> [Try it]: Repeat the entries that follow, exactly as they are written.

::::

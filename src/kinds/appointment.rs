use std::borrow::Cow;

use serde::{Deserialize, Serialize};
use time::OffsetDateTime;

use crate::errors::DeskError;
use crate::normalization;
use crate::record::{require, Kind, RecordId, Span};

statuses! {
    AppointmentStatus {
        Scheduled => "Scheduled",
        InProgress => "In Progress",
        Completed => "Completed",
    }
}

/// A technician’s visit to a customer.
#[derive(Clone, Debug, PartialEq, Deserialize, Serialize)]
pub struct Appointment {
    pub technician_id: RecordId,

    /// When the visit is due.
    #[serde(with = "time::serde::timestamp")]
    pub scheduled_for: OffsetDateTime,

    #[serde(deserialize_with = "normalization::deserialize")]
    pub customer_name: String,

    pub address: String,
}

impl Kind for Appointment {
    type Status = AppointmentStatus;

    const COLLECTION: &'static str = "appointments";
    const INITIAL_STATUS: AppointmentStatus = AppointmentStatus::Scheduled;

    fn searchable(&self) -> Vec<Cow<'_, str>> {
        vec![
            Cow::Borrowed(self.customer_name.as_str()),
            Cow::Borrowed(self.address.as_str()),
        ]
    }

    fn span(&self, _created_at: OffsetDateTime) -> Span {
        Span::On(self.scheduled_for.date())
    }

    fn validate(&self) -> Result<(), DeskError> {
        require("technician_id", self.technician_id.as_str())?;
        require("customer_name", &self.customer_name)?;
        require("address", &self.address)
    }
}
use std::env;

/// Returns the value of the named environment variable if it exists or panics.
pub fn get_variable(name: &str) -> String {
    env::var(name).unwrap_or_else(|_| panic!("must define {} environment variable", name))
}

/// Returns the value of the named environment variable, or `default`
/// if it isn’t set.
pub fn get_variable_or(name: &str, default: impl Into<String>) -> String {
    env::var(name).unwrap_or_else(|_| default.into())
}

/// Whether the named environment variable is set to `1`.
pub fn is_enabled(name: &str) -> bool {
    env::var(name).map(|v| v == "1").unwrap_or(false)
}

::::

> [Solution to this exercise]:
filename src/kinds/appointment.rs
use std::borrow::Cow;

use serde::{Deserialize, Serialize};
use time::OffsetDateTime;

use crate::errors::DeskError;
use crate::normalization;
use crate::record::{require, Kind, RecordId, Span};

statuses! {
    AppointmentStatus {
        Scheduled => "Scheduled",
        InProgress => "In Progress",
        Completed => "Completed",
    }
}

/// A technician’s visit to a customer.
#[derive(Clone, Debug, PartialEq, Deserialize, Serialize)]
pub struct Appointment {
    pub technician_id: RecordId,

    /// When the visit is due.
    #[serde(with = "time::serde::timestamp")]
    pub scheduled_for: OffsetDateTime,

    #[serde(deserialize_with = "normalization::deserialize")]
    pub customer_name: String,

    pub address: String,
}

impl Kind for Appointment {
    type Status = AppointmentStatus;

    const COLLECTION: &'static str = "appointments";
    const INITIAL_STATUS: AppointmentStatus = AppointmentStatus::Scheduled;

    fn searchable(&self) -> Vec<Cow<'_, str>> {
        vec![
            Cow::Borrowed(self.customer_name.as_str()),
            Cow::Borrowed(self.address.as_str()),
        ]
    }

    fn span(&self, _created_at: OffsetDateTime) -> Span {
        Span::On(self.scheduled_for.date())
    }

    fn validate(&self) -> Result<(), DeskError> {
        require("technician_id", self.technician_id.as_str())?;
        require("customer_name", &self.customer_name)?;
        require("address", &self.address)
    }
}
use std::env;

/// Returns the value of the named environment variable if it exists or panics.
pub fn get_variable(name: &str) -> String {
    env::var(name).unwrap_or_else(|_| panic!("must define {} environment variable", name))
}

/// Returns the value of the named environment variable, or `default`
/// if it isn’t set.
pub fn get_variable_or(name: &str, default: impl Into<String>) -> String {
    env::var(name).unwrap_or_else(|_| default.into())
}

/// Whether the named environment variable is set to `1`.
pub fn is_enabled(name: &str) -> bool {
    env::var(name).map(|v| v == "1").unwrap_or(false)
}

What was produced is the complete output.